■ WHAT IS EXPECTED
All lines below containing the string "static" are to be copied.

■ Dataset entries
──────

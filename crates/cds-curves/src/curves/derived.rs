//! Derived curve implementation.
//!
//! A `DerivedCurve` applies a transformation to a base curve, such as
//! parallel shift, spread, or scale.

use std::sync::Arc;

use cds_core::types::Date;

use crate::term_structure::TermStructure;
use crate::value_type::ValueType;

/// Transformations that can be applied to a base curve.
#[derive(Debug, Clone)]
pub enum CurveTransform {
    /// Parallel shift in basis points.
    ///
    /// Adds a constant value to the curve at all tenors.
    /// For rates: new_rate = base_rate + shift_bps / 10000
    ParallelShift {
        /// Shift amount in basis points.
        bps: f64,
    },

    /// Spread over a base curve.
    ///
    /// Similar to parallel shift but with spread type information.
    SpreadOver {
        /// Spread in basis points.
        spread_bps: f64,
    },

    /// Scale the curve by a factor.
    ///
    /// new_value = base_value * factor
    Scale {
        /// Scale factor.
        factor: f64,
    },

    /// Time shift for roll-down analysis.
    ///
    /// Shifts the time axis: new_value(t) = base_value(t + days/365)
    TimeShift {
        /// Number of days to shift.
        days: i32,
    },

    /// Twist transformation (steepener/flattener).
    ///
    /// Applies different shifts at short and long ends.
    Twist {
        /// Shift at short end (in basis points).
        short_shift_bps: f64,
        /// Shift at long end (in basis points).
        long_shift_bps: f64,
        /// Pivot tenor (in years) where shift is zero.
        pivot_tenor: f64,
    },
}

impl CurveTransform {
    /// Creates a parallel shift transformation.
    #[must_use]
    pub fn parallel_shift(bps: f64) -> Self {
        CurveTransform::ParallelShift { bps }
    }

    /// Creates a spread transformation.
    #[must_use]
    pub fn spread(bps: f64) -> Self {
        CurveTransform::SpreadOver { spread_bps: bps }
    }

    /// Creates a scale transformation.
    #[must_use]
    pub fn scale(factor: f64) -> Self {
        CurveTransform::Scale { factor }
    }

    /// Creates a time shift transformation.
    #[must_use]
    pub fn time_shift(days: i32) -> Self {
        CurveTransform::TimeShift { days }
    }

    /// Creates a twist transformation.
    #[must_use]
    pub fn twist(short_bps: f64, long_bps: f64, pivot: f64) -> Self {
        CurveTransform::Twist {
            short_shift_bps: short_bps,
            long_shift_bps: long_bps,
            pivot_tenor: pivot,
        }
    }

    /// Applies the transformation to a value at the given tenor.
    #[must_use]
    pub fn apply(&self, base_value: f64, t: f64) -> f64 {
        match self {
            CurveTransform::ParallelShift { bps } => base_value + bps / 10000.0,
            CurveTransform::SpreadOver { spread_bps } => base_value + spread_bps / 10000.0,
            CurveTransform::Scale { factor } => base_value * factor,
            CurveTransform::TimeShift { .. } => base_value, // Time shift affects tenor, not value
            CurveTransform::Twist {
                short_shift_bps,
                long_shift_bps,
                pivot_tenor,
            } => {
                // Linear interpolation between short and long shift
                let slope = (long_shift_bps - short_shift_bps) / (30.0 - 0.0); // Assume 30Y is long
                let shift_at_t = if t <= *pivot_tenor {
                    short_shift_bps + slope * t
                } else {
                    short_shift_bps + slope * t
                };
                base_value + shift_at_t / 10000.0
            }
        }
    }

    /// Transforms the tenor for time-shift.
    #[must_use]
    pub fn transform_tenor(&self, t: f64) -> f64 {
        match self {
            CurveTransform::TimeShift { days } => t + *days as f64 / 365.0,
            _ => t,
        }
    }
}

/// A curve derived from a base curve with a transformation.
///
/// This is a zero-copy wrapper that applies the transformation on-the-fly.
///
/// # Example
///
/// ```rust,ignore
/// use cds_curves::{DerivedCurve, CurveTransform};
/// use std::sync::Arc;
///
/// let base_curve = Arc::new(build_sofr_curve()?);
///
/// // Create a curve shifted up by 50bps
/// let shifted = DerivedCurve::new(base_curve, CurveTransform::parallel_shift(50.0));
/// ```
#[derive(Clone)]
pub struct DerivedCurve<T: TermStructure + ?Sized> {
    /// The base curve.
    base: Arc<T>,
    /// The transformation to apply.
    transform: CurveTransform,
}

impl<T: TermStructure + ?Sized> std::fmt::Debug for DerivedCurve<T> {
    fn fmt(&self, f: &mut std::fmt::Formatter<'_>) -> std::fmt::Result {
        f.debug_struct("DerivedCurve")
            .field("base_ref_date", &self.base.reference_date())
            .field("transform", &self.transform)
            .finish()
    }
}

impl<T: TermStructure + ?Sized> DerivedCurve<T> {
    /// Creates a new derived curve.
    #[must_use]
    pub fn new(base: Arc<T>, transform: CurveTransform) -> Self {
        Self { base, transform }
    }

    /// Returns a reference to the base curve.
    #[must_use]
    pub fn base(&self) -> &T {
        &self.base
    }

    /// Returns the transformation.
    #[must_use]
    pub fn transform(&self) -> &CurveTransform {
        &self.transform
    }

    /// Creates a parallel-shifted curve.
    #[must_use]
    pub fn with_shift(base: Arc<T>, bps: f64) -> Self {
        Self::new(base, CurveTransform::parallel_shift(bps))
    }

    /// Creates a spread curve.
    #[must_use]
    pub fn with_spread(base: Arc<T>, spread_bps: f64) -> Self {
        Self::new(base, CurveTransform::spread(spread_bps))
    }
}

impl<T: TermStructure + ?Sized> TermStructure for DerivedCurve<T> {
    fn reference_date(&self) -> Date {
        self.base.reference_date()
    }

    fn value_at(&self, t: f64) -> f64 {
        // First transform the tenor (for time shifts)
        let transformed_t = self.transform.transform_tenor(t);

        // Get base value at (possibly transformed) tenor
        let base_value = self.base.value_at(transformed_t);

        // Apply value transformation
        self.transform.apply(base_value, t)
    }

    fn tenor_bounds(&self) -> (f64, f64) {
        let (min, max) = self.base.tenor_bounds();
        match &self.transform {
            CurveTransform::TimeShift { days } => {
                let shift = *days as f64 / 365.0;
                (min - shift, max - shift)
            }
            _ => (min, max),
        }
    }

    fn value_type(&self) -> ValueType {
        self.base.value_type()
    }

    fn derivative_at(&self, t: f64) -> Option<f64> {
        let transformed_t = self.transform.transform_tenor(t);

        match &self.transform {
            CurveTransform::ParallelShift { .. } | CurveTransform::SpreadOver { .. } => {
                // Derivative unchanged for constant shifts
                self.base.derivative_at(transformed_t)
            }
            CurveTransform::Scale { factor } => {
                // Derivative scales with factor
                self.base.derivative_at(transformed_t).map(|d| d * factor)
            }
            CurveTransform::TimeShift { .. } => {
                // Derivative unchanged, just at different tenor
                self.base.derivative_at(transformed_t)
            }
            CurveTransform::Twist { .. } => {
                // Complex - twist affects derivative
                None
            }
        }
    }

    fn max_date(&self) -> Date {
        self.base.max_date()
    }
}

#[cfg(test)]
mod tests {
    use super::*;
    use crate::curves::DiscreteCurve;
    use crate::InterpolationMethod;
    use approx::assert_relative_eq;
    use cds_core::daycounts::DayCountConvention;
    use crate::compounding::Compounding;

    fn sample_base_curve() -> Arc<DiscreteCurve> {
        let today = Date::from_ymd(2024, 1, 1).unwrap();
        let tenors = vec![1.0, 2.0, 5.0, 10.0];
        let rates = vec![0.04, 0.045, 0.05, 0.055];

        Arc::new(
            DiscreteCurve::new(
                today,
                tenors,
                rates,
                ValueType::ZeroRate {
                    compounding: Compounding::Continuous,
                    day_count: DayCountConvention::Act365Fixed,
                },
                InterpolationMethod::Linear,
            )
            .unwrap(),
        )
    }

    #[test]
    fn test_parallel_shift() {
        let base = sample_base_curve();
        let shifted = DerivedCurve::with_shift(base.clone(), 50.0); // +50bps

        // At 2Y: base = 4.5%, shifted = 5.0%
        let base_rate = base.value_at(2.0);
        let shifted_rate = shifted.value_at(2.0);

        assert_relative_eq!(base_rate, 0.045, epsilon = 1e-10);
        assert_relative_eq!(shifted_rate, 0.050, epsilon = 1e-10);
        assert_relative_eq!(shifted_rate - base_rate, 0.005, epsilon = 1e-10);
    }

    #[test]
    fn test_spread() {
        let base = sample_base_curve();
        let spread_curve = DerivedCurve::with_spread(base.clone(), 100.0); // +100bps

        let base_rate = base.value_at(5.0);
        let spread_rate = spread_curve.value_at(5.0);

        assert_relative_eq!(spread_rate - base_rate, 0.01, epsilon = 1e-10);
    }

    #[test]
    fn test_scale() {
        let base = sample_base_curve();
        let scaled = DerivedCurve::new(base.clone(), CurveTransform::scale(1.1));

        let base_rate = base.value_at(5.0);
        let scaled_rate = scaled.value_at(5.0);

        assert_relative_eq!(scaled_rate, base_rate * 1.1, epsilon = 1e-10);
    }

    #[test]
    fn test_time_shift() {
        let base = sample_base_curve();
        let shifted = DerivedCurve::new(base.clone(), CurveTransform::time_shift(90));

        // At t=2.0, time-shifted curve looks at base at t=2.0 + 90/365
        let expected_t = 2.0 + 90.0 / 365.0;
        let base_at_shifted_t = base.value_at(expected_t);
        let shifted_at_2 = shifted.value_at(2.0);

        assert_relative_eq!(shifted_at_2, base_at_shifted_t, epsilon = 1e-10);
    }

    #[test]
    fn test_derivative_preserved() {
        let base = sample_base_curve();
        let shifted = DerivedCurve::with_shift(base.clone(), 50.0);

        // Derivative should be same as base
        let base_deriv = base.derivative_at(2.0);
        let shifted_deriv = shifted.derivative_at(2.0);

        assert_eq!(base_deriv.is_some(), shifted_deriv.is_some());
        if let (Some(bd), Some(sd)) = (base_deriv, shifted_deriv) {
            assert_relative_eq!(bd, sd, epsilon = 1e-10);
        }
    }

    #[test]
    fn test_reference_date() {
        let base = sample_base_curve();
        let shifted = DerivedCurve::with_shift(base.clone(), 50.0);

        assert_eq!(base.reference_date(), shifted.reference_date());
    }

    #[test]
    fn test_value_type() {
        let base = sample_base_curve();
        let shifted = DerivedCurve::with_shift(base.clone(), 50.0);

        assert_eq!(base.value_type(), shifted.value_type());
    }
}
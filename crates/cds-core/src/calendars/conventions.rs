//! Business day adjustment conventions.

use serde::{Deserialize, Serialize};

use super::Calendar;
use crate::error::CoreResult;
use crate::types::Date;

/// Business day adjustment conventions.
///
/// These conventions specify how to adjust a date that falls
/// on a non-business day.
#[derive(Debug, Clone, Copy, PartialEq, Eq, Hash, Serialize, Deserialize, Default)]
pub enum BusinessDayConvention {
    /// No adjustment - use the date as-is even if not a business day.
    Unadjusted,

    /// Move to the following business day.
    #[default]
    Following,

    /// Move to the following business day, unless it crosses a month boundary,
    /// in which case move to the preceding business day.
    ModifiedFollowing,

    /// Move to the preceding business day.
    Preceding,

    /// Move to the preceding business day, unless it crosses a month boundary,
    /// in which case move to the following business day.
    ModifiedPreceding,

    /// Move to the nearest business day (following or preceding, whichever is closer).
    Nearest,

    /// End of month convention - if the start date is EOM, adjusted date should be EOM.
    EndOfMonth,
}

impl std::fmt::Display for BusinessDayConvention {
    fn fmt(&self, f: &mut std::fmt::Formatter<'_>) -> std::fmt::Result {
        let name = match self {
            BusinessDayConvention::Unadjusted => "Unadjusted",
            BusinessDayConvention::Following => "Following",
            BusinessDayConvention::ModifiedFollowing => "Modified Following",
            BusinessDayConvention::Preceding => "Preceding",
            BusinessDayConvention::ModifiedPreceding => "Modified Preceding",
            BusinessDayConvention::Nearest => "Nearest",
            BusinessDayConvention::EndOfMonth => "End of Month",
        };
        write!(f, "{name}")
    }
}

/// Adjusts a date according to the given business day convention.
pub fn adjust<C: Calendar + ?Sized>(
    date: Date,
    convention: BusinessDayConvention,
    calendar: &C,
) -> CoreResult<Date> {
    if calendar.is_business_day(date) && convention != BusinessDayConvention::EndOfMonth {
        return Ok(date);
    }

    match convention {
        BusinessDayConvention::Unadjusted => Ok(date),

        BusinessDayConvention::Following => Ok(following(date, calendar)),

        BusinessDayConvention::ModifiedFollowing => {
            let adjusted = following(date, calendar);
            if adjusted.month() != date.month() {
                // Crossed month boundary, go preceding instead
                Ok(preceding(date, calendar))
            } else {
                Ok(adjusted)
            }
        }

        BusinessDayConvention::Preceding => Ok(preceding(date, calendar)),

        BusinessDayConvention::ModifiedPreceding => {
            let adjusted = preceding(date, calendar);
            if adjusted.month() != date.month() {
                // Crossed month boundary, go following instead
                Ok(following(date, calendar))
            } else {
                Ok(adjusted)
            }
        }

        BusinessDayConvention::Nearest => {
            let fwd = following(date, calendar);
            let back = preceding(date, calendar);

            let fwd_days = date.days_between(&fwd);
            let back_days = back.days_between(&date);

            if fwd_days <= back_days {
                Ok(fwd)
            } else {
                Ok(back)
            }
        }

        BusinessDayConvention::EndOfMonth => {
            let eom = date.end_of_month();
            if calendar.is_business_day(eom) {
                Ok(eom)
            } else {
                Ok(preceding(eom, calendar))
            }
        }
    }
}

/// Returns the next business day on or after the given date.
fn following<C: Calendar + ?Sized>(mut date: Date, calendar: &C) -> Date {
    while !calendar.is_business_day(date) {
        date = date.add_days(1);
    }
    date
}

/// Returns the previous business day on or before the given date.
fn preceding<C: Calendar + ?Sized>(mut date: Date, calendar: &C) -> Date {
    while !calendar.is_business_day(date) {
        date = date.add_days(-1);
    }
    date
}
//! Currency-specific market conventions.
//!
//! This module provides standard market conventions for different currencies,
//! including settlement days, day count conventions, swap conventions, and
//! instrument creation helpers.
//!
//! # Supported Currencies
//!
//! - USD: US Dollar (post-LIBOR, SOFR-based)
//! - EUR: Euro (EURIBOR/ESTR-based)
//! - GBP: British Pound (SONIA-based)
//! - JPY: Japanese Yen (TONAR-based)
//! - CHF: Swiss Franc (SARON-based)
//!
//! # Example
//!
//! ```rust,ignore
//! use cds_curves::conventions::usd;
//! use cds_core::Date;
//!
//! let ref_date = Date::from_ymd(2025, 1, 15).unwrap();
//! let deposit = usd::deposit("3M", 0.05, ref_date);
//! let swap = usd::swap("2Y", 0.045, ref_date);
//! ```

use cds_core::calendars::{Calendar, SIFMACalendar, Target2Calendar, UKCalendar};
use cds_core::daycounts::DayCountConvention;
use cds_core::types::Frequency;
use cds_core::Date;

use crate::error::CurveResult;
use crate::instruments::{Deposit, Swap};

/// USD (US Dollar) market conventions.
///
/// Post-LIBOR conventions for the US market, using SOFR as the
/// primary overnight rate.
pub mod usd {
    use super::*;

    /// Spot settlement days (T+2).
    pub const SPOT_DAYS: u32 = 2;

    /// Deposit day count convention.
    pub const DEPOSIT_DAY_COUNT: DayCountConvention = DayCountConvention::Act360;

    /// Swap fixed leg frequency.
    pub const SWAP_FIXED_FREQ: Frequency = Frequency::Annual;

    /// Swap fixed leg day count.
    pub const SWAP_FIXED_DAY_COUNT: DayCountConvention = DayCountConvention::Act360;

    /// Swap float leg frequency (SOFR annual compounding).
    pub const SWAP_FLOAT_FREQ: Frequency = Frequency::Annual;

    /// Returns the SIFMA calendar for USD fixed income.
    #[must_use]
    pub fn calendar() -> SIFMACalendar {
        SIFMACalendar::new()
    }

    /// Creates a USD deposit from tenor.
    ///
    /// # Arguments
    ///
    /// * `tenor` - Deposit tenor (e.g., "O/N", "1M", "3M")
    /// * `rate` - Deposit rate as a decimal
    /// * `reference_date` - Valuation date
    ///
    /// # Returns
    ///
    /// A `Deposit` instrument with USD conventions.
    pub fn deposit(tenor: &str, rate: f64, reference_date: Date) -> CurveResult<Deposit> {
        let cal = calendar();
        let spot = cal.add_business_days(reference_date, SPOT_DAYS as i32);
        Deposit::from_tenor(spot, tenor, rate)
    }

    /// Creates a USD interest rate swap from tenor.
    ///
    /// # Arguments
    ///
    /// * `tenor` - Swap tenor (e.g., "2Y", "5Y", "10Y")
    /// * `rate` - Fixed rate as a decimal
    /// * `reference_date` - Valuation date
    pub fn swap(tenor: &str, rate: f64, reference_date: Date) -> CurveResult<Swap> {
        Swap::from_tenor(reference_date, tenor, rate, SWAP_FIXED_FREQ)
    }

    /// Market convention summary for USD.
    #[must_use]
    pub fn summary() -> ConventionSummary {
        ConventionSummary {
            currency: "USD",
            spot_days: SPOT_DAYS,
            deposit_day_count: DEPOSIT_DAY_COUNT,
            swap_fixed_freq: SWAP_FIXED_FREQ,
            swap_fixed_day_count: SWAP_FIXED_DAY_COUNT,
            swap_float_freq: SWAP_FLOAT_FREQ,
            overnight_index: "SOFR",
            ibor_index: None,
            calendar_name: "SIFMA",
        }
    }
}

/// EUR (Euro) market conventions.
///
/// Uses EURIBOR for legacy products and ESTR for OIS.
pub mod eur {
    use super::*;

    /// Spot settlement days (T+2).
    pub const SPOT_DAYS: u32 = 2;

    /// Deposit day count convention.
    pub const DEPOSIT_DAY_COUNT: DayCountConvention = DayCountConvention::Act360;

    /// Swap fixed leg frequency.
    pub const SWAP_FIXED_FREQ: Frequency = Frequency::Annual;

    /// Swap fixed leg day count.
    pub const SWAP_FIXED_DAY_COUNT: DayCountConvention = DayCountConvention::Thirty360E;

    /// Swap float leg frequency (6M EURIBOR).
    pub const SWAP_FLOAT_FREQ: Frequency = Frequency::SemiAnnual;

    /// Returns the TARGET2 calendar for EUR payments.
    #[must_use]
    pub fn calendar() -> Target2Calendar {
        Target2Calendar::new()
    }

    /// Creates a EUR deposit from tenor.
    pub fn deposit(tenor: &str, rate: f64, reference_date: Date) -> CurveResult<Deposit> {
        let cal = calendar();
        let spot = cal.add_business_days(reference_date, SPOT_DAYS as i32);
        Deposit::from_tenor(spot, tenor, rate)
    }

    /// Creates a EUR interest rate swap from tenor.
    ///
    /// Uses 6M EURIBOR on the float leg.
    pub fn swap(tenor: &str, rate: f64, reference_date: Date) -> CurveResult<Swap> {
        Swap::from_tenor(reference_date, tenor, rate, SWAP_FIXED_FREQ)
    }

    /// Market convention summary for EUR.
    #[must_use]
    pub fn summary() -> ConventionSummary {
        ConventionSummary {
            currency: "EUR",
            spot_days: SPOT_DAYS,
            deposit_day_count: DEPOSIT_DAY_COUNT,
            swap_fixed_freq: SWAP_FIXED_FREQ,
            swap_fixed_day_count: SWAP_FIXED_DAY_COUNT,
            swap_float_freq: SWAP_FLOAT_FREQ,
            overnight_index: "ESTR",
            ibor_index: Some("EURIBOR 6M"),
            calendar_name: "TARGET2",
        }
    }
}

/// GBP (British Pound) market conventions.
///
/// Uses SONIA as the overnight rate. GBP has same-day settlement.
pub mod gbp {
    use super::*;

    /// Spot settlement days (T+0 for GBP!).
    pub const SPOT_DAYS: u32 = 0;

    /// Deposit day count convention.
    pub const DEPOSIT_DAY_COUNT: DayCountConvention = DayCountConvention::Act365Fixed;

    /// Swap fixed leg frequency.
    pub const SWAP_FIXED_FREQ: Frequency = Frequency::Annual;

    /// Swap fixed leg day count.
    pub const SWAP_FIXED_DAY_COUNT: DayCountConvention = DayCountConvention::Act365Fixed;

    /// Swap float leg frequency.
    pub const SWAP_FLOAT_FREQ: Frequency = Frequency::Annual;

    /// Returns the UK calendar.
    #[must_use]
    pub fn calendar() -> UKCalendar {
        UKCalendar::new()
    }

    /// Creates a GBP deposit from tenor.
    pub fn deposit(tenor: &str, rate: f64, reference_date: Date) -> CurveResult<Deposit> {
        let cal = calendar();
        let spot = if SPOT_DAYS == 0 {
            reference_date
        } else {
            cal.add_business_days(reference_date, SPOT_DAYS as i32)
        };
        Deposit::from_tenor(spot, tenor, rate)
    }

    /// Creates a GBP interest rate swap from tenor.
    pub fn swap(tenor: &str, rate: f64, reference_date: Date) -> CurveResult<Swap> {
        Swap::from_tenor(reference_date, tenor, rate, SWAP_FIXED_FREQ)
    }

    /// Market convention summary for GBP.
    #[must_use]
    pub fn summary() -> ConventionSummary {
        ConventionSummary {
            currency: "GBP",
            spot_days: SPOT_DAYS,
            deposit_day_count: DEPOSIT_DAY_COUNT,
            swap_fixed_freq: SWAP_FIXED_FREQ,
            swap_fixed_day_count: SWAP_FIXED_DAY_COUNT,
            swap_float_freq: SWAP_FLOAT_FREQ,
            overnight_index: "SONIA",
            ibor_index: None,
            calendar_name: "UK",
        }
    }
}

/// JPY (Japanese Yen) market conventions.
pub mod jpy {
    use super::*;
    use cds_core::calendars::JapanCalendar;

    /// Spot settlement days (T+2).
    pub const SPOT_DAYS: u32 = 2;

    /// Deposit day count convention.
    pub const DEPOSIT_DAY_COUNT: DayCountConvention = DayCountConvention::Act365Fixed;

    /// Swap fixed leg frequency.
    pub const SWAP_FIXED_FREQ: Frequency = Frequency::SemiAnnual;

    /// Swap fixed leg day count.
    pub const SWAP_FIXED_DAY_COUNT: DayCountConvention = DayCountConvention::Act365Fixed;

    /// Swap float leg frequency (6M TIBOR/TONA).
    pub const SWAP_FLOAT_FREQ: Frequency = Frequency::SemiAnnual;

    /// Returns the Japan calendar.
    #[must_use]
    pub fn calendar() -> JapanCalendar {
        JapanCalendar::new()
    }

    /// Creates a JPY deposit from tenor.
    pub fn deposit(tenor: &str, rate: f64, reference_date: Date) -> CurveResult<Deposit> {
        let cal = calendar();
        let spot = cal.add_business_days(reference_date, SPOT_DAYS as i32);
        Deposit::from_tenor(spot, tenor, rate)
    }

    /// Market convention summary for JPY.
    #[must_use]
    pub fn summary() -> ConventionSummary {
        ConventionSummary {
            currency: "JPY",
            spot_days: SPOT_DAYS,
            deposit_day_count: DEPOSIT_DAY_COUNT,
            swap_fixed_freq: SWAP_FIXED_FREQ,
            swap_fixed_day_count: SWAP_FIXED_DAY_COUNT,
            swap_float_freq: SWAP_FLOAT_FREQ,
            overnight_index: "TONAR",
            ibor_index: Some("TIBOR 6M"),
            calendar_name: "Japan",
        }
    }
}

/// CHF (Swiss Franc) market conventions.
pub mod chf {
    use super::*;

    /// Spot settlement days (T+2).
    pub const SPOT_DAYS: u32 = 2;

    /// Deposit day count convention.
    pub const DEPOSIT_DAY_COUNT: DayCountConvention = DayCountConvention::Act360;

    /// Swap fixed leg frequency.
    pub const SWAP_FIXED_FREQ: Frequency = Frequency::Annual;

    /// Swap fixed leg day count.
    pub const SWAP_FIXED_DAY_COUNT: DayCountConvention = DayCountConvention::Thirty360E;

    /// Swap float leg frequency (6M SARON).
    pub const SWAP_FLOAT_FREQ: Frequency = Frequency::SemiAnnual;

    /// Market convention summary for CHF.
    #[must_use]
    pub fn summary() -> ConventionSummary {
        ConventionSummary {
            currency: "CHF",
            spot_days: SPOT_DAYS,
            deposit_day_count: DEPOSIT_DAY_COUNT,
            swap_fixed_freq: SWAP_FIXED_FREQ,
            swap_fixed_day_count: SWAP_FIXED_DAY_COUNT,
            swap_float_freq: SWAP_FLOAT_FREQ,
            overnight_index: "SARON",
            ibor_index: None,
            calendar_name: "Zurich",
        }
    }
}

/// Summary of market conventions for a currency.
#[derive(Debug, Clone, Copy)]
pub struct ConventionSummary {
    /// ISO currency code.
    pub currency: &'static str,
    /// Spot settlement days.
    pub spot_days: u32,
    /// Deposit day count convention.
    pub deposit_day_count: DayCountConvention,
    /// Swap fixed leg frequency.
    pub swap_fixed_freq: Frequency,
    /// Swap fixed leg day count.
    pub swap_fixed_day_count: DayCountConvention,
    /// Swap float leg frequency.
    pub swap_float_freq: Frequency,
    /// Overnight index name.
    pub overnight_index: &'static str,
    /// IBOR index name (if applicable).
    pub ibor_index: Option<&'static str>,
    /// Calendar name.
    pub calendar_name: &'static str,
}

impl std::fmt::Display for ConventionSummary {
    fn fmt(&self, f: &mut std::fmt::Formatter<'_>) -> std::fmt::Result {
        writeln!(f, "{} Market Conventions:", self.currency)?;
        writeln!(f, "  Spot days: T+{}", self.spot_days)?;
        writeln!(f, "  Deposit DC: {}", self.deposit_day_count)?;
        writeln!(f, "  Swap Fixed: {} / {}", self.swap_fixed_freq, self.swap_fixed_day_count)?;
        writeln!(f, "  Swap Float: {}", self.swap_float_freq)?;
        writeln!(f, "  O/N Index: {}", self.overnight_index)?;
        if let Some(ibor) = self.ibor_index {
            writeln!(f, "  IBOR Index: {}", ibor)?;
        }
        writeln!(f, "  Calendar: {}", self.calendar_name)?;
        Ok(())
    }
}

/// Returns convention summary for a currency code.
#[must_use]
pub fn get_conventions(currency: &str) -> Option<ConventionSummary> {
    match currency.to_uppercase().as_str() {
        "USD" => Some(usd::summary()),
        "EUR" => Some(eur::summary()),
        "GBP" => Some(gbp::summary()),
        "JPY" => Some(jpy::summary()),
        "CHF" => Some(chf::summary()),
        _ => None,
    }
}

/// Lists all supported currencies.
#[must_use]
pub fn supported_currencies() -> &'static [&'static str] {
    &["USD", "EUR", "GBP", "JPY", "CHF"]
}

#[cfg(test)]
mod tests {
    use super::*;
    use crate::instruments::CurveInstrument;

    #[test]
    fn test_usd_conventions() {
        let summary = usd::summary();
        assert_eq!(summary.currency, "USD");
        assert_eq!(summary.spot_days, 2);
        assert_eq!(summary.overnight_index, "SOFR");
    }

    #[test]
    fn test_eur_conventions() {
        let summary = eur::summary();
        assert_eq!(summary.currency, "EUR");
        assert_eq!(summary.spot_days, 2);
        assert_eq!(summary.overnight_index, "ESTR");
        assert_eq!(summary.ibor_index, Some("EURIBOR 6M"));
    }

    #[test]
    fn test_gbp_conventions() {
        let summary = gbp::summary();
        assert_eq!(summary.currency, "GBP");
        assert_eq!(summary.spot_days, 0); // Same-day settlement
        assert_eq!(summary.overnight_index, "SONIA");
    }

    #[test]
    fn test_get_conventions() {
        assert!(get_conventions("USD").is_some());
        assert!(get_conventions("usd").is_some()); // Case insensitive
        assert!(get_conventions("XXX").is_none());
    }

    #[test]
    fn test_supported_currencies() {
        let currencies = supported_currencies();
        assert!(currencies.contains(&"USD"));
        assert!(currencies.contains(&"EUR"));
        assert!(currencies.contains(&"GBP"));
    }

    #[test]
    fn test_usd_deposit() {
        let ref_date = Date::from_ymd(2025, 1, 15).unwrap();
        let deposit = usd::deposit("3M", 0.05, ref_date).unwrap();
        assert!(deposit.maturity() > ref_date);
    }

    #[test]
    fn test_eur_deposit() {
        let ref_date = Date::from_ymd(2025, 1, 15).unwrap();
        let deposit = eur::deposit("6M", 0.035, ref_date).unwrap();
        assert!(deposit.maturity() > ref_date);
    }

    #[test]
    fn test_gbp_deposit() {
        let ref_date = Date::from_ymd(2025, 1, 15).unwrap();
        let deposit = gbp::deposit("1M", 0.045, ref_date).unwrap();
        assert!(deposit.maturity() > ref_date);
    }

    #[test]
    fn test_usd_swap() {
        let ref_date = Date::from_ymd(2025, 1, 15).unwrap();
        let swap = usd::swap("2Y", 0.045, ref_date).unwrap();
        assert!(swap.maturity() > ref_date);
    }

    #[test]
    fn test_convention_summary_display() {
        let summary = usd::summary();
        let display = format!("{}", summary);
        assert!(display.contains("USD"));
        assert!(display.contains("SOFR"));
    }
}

──────

■ ANSWER SPACE
    pub currency: &'static str,
    pub overnight_index: &'static str,
    pub ibor_index: Option<&'static str>,
    pub calendar_name: &'static str,
pub fn supported_currencies() -> &'static [&'static str] {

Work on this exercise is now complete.